At the end of the study, they found that none of these fatty acids were linked to total mortality or cardiovascular disease. What’s more, researchers discovered that the participants who showed higher levels of these fatty acids, all of which are found in full-fat dairy, had a 42 percent lower chance of dying of stroke. And another type of fatty acid was linked to fewer deaths from cardiovascular disease.

One 2015 study also examined the relationship between consumption of dairy and the risk of stroke and coronary disease, finding no tangible connection between the two, while a 2013 study, published in the Scandinavian Journal of Primary Health Care, actually found a health benefit to high dairy fat, linking intake to a reduced risk of central obesity in males.

“These findings are important because they showed that long-term consumption of full-fat dairy had no negative effect on heart disease,” says Roger E. Adams, Ph.D., Houston-based dietitian, nutritionist and founder of Eat Right Fitness. “Long-term studies like this are needed to show effects on health with any dietary change, as short-term dietary change studies are hard to draw good conclusions,” he tells LIVESTRONG.COM.

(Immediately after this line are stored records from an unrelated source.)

//! Normalized response types

use crate::core::providers::unified_provider::ProviderError;
use futures::stream::BoxStream;
use serde::{Deserialize, Serialize};

/// Token usage
#[derive(Debug, Clone, Copy, Default, PartialEq, Eq, Serialize, Deserialize)]
pub struct Usage {
    pub prompt_tokens: u32,
    pub completion_tokens: u32,
    pub total_tokens: u32,
}

impl Usage {
    /// Usage with `total_tokens` derived from the two parts
    pub fn new(prompt_tokens: u32, completion_tokens: u32) -> Self {
        Self {
            prompt_tokens,
            completion_tokens,
            total_tokens: prompt_tokens.saturating_add(completion_tokens),
        }
    }
}

/// Why generation stopped
#[derive(Debug, Clone, Copy, PartialEq, Eq, Serialize, Deserialize)]
#[serde(rename_all = "snake_case")]
pub enum FinishReason {
    Stop,
    Length,
    ContentFilter,
    ToolCalls,
    /// Stream ended or timed out without a backend-supplied reason
    Incomplete,
}

/// Complete, non-streamed answer
#[derive(Debug, Clone, PartialEq)]
pub struct ChatResponse {
    pub model: String,
    pub content: String,
    pub finish_reason: FinishReason,
    pub usage: Option<Usage>,
}

/// Terminal information of a stream
#[derive(Debug, Clone, PartialEq)]
pub struct StreamSummary {
    pub model: String,
    pub finish_reason: FinishReason,
    pub usage: Option<Usage>,
}

/// One element of a normalized stream. Exactly one `Done` ends every stream.
#[derive(Debug, Clone, PartialEq)]
pub enum ResponseChunk {
    Content(String),
    Done(StreamSummary),
}

pub type ChunkStream = BoxStream<'static, Result<ResponseChunk, ProviderError>>;

/// What an adapter hands back
pub enum ProviderResponse {
    Complete(ChatResponse),
    Stream(ChunkStream),
}

impl std::fmt::Debug for ProviderResponse {
    fn fmt(&self, f: &mut std::fmt::Formatter<'_>) -> std::fmt::Result {
        match self {
            ProviderResponse::Complete(response) => {
                f.debug_tuple("Complete").field(response).finish()
            }
            ProviderResponse::Stream(_) => f.write_str("Stream(..)"),
        }
    }
}
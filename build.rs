//! Build script: stamps build time, git hash and compiler version into the binary

use std::process::Command;

fn main() {
    let build_time = std::time::SystemTime::now()
        .duration_since(std::time::UNIX_EPOCH)
        .map(|d| d.as_secs().to_string())
        .unwrap_or_else(|_| "unknown".to_string());
    println!("cargo:rustc-env=BUILD_TIME={}", build_time);

    let git_hash = get_git_hash().unwrap_or_else(|| "unknown".to_string());
    println!("cargo:rustc-env=GIT_HASH={}", git_hash);

    let rust_version = get_rust_version().unwrap_or_else(|| "unknown".to_string());
    println!("cargo:rustc-env=RUST_VERSION={}", rust_version);

    println!("cargo:rerun-if-changed=.git/HEAD");
    println!("cargo:rerun-if-changed=.git/refs/heads/");
    println!("cargo:rerun-if-changed=Cargo.toml");
}

fn get_git_hash() -> Option<String> {
    let output = Command::new("git")
        .args(["rev-parse", "--short", "HEAD"])
        .output()
        .ok()?;

    if output.status.success() {
        let hash = String::from_utf8(output.stdout).ok()?;
        Some(hash.trim().to_string())
    } else {
        None
    }
}

fn get_rust_version() -> Option<String> {
    let rustc = std::env::var("RUSTC").unwrap_or_else(|_| "rustc".to_string());
    let output = Command::new(rustc).arg("--version").output().ok()?;

    if output.status.success() {
        let version = String::from_utf8(output.stdout).ok()?;
        Some(version.trim().to_string())
    } else {
        None
    }
}
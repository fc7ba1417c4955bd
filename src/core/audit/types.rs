//! Usage record

use crate::core::types::Usage;
use chrono::{DateTime, Utc};
use serde::Serialize;

/// One completed (or failed) request, as reported to the audit sink
#[derive(Debug, Clone, PartialEq, Serialize)]
pub struct UsageRecord {
    pub user_id: String,
    pub connection_id: String,
    pub request_id: String,
    /// Provider that served the request; `None` when it never reached one
    pub provider: Option<String>,
    pub model: String,
    pub usage: Option<Usage>,
    pub credits: f64,
    pub duration_ms: u64,
    pub success: bool,
    /// Client-facing error code on failure
    pub error: Option<String>,
    pub timestamp: DateTime<Utc>,
}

Is Whole Milk Making a Comeback?

Nutrition experts agree that research like this is a step in the right direction and that it’s aiding in the recovery from the fat-free craze of the ’80s and ’90s. “Since the 1970s, public policy told us to restrict our calories and fat — and specifically our saturated fat intake — out of fear that it raises the risk of heart disease,” explains Abbey Sharp, registered dietician and founder of Abbey’s Kitchen. “It seems logical that less fat and less calories would lead to weight loss as well. However, we now know that not all saturated fats are the same and that there are a number of unique fats in dairy products that actually are very healthy for us.”

Higher-fat milks, for example, contain more omega-3s (the good kind of fat), which is not only more satiating, but keeps you fuller for longer. (That may be one reason dairy has been linked to weight loss.) “And let’s not forget that the vitamin D in fortified milk products is fat soluble,” adds Sharp. “Consuming it with fat — like that found in whole milk — will lead to better absorption.”

Christen Cupples Cooper, Ed.D., RDN, founding director of Nutrition and Dietetics, Pace University, College of Health Professions, believes that there’s a bigger picture that we’re missing. “If one is consuming the right amount of calories to maintain a healthy weight and eating a variety of foods from all major food groups, plus exercising, most of us can moderate our risks of heart disease,” she tells LIVESTRONG.COM. “Full-fat dairy is unlikely to throw a wrench in an otherwise-healthy diet. However, if an individual is consuming too much fat and too many calories in general, which is the case for the majority of Americans, then consuming full-fat dairy is one opportunity for a cutback.”

In general, experts agree that full-fat dairy does have a place in an overall healthy and balanced diet. If people are consuming excess fat in their diet, they may want to decrease their consumption of high-fat dairy, but if they maintain a healthy, well-balanced diet, there’s not enough research to support that high-fat dairy, in moderation, can lead to significant health issues.